No passado dia 6 de Março, data em que o Prémio Nobel faria 97 anos e, quase dez anos depois da sua morte, os filhos do autor presentearam-nos com a publicação de uma nova obra: Vemo-nos em Agosto.
Não é consensual: entre os leitores, discute-se se este livro devia ter sido publicado. O próprio Gabriel García Márquez expressou o desejo, antes de morrer, de a ver queimada por considerar que carece de qualidade, efeito do declínio das suas faculdades mentais, marcada por uma progressiva ausência de memória, “fruto de um último esforço para continuar a criar contra ventos e marés”. Nesta sequência, e naquilo que os seus filhos assumem como um “acto de traição”, decidiram antepor o prazer dos seus leitores a todas as outras considerações. “Se eles o celebrarem é possível que Gabo nos perdoe. Confiamos nisso”, escrevem no prólogo.
Ana Magdalena Bach dá nome à personagem em torno da qual acontece toda a narrativa. “Todos os anos, a 16 de Agosto… apanha o ferry que a leva até à ilha onde a mãe está enterrada, para visitar o seu túmulo. Estas viagens acabam por ser um convite irresistível para se tornar uma pessoa diferente durante uma noite por ano”, lê-se no resumo. A personagem acaba por sucumbir ao prazer carnal com vários homens, procurando reviver o “terror delicioso” que não voltara a sentir desde a noite de núpcias com o pai dos seus filhos (o seu, até então, primeiro e único homem). Vive, na ilha, um binómio de luto e prazer, entregando-se às vontades sensuais em busca de um amante regular e confiável.

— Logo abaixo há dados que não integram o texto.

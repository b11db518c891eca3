//! Publish/subscribe channel for one columns field.
//!
//! Subscribers either watch the whole array or a single index. Slice
//! subscribers see the items at their index (`[]` when the slot is missing) and
//! are only called when that projection changes.
//!
//! Every stored value gets a version. A dispatch stops as soon as a newer
//! version has been stored, so a listener that writes back never causes the
//! remaining subscribers to receive the value it replaced.

use columns_model::{Column, Item};
use std::sync::{Arc, Mutex, PoisonError, Weak};
use tracing::debug;

type WholeCallback = Arc<dyn Fn(&Vec<Column>) + Send + Sync>;
type SliceCallback = Arc<dyn Fn(&Vec<Item>) + Send + Sync>;

/// What a subscription observes.
#[derive(Debug, Clone, Copy, PartialEq, Eq)]
pub enum SubscriptionScope {
    Whole,
    Slice(usize),
}

enum Subscriber {
    Whole(WholeCallback),
    Slice {
        index: usize,
        callback: SliceCallback,
        /// Last projection delivered (or observed at subscribe time).
        last: Mutex<Vec<Item>>,
    },
}

impl Subscriber {
    fn scope(&self) -> SubscriptionScope {
        match self {
            Self::Whole(_) => SubscriptionScope::Whole,
            Self::Slice { index, .. } => SubscriptionScope::Slice(*index),
        }
    }

    // Callbacks take `&Vec<_>` to match `Listener<Vec<_>>`.
    #[allow(clippy::ptr_arg)]
    fn notify(&self, columns: &Vec<Column>) {
        match self {
            Self::Whole(callback) => callback(columns),
            Self::Slice { index, callback, last } => {
                let projected = project(columns, *index);
                {
                    let mut last = last.lock().unwrap_or_else(PoisonError::into_inner);
                    if *last == projected {
                        return;
                    }
                    *last = projected.clone();
                }
                callback(&projected);
            }
        }
    }
}

/// Items at `index`, or an empty list when the slot does not exist.
pub(crate) fn project(columns: &[Column], index: usize) -> Vec<Item> {
    columns.get(index).map(|c| c.items.clone()).unwrap_or_default()
}

#[derive(Default)]
struct ChannelState {
    next_id: u64,
    /// Version of the most recently stored value.
    version: u64,
    subscribers: Vec<(u64, Arc<Subscriber>)>,
}

/// The change stream of one backing field.
#[derive(Clone, Default)]
pub struct FieldChannel {
    state: Arc<Mutex<ChannelState>>,
}

impl FieldChannel {
    pub fn new() -> Self {
        Self::default()
    }

    pub fn attach_whole(&self, callback: impl Fn(&Vec<Column>) + Send + Sync + 'static) -> Subscription {
        self.attach(Subscriber::Whole(Arc::new(callback)))
    }

    /// Attaches a slice subscriber. `current` is the projection the subscriber
    /// already knows, so an unchanged slot produces no first call.
    pub fn attach_slice(
        &self,
        index: usize,
        current: Vec<Item>,
        callback: impl Fn(&Vec<Item>) + Send + Sync + 'static,
    ) -> Subscription {
        self.attach(Subscriber::Slice {
            index,
            callback: Arc::new(callback),
            last: Mutex::new(current),
        })
    }

    fn attach(&self, subscriber: Subscriber) -> Subscription {
        let scope = subscriber.scope();
        let mut state = self.lock();
        let id = state.next_id;
        state.next_id += 1;
        state.subscribers.push((id, Arc::new(subscriber)));
        Subscription {
            id,
            scope,
            state: Arc::downgrade(&self.state),
        }
    }

    /// Claims the version for a value about to be stored. Call it while the
    /// value lock is held so versions follow store order.
    pub fn next_version(&self) -> u64 {
        let mut state = self.lock();
        state.version += 1;
        state.version
    }

    pub fn version(&self) -> u64 {
        self.lock().version
    }

    /// Notifies every subscriber of a new array value.
    ///
    /// Subscribers run after the channel lock is released and may re-enter
    /// the field (read it, write it, attach or detach). Once a newer version
    /// than `version` is stored, the rest of this pass is dropped: the newer
    /// value's own dispatch reaches everyone.
    #[allow(clippy::ptr_arg)]
    pub fn dispatch(&self, version: u64, columns: &Vec<Column>) {
        let snapshot: Vec<Arc<Subscriber>> = self.lock().subscribers.iter().map(|(_, s)| Arc::clone(s)).collect();
        for subscriber in snapshot {
            if self.version() != version {
                debug!("Dispatch of version {} superseded", version);
                return;
            }
            subscriber.notify(columns);
        }
    }

    /// Claims a version and notifies subscribers of `columns`.
    #[allow(clippy::ptr_arg)]
    pub fn publish(&self, columns: &Vec<Column>) {
        let version = self.next_version();
        self.dispatch(version, columns);
    }

    pub fn len(&self) -> usize {
        self.lock().subscribers.len()
    }

    pub fn is_empty(&self) -> bool {
        self.len() == 0
    }

    fn lock(&self) -> std::sync::MutexGuard<'_, ChannelState> {
        self.state.lock().unwrap_or_else(PoisonError::into_inner)
    }
}

/// Guard for one registration. Detaches on [`Subscription::unsubscribe`] or
/// when dropped; other registrations are unaffected.
#[must_use = "dropping a Subscription detaches it immediately"]
pub struct Subscription {
    id: u64,
    scope: SubscriptionScope,
    state: Weak<Mutex<ChannelState>>,
}

impl Subscription {
    pub fn scope(&self) -> SubscriptionScope {
        self.scope
    }

    pub fn unsubscribe(self) {
        // Drop does the work.
    }

    fn detach(&self) {
        if let Some(state) = self.state.upgrade() {
            let mut state = state.lock().unwrap_or_else(PoisonError::into_inner);
            state.subscribers.retain(|(id, _)| *id != self.id);
        }
    }
}

impl Drop for Subscription {
    fn drop(&mut self) {
        self.detach();
    }
}

impl std::fmt::Debug for Subscription {
    fn fmt(&self, f: &mut std::fmt::Formatter<'_>) -> std::fmt::Result {
        f.debug_struct("Subscription")
            .field("id", &self.id)
            .field("scope", &self.scope)
            .finish()
    }
}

Esta curta obra incorpora uma construção de amor na idade madura, que já no seu livro anterior, Memórias das Minhas Putas Tristeso autor retratava. Especulando eu, como um reflexo da sua vida pessoal com a idade que tinha.
Classificando-o como um verdadeiro romântico provocador, este livro póstumo do autor, embora significativamente curto e com as evidentes “lacunas e pequenas contradições” anteriormente alertadas no prólogo, acolhe as saborosas descrições que só ele pode criar e de que eu já tinha saudades. Ainda que tenha deixado algo a desejar, deu-me uns quantos sorrisos.
Em relação ao desfecho, a despeito de alguns leitores que o consideram demasiado aberto ou até inacabado, acredito que não podia ser de outra forma. A hipocrisia em relação ao comportamento sexual e planos futuros da filha e a ironia de juntar duas personagens que, por razões completamente diferentes, procedem com culpa moral ao entregarem-se é uma característica da intelectualidade original de “Gabo”.
Para esta leitora, a traição dos seus filhos é perdoável.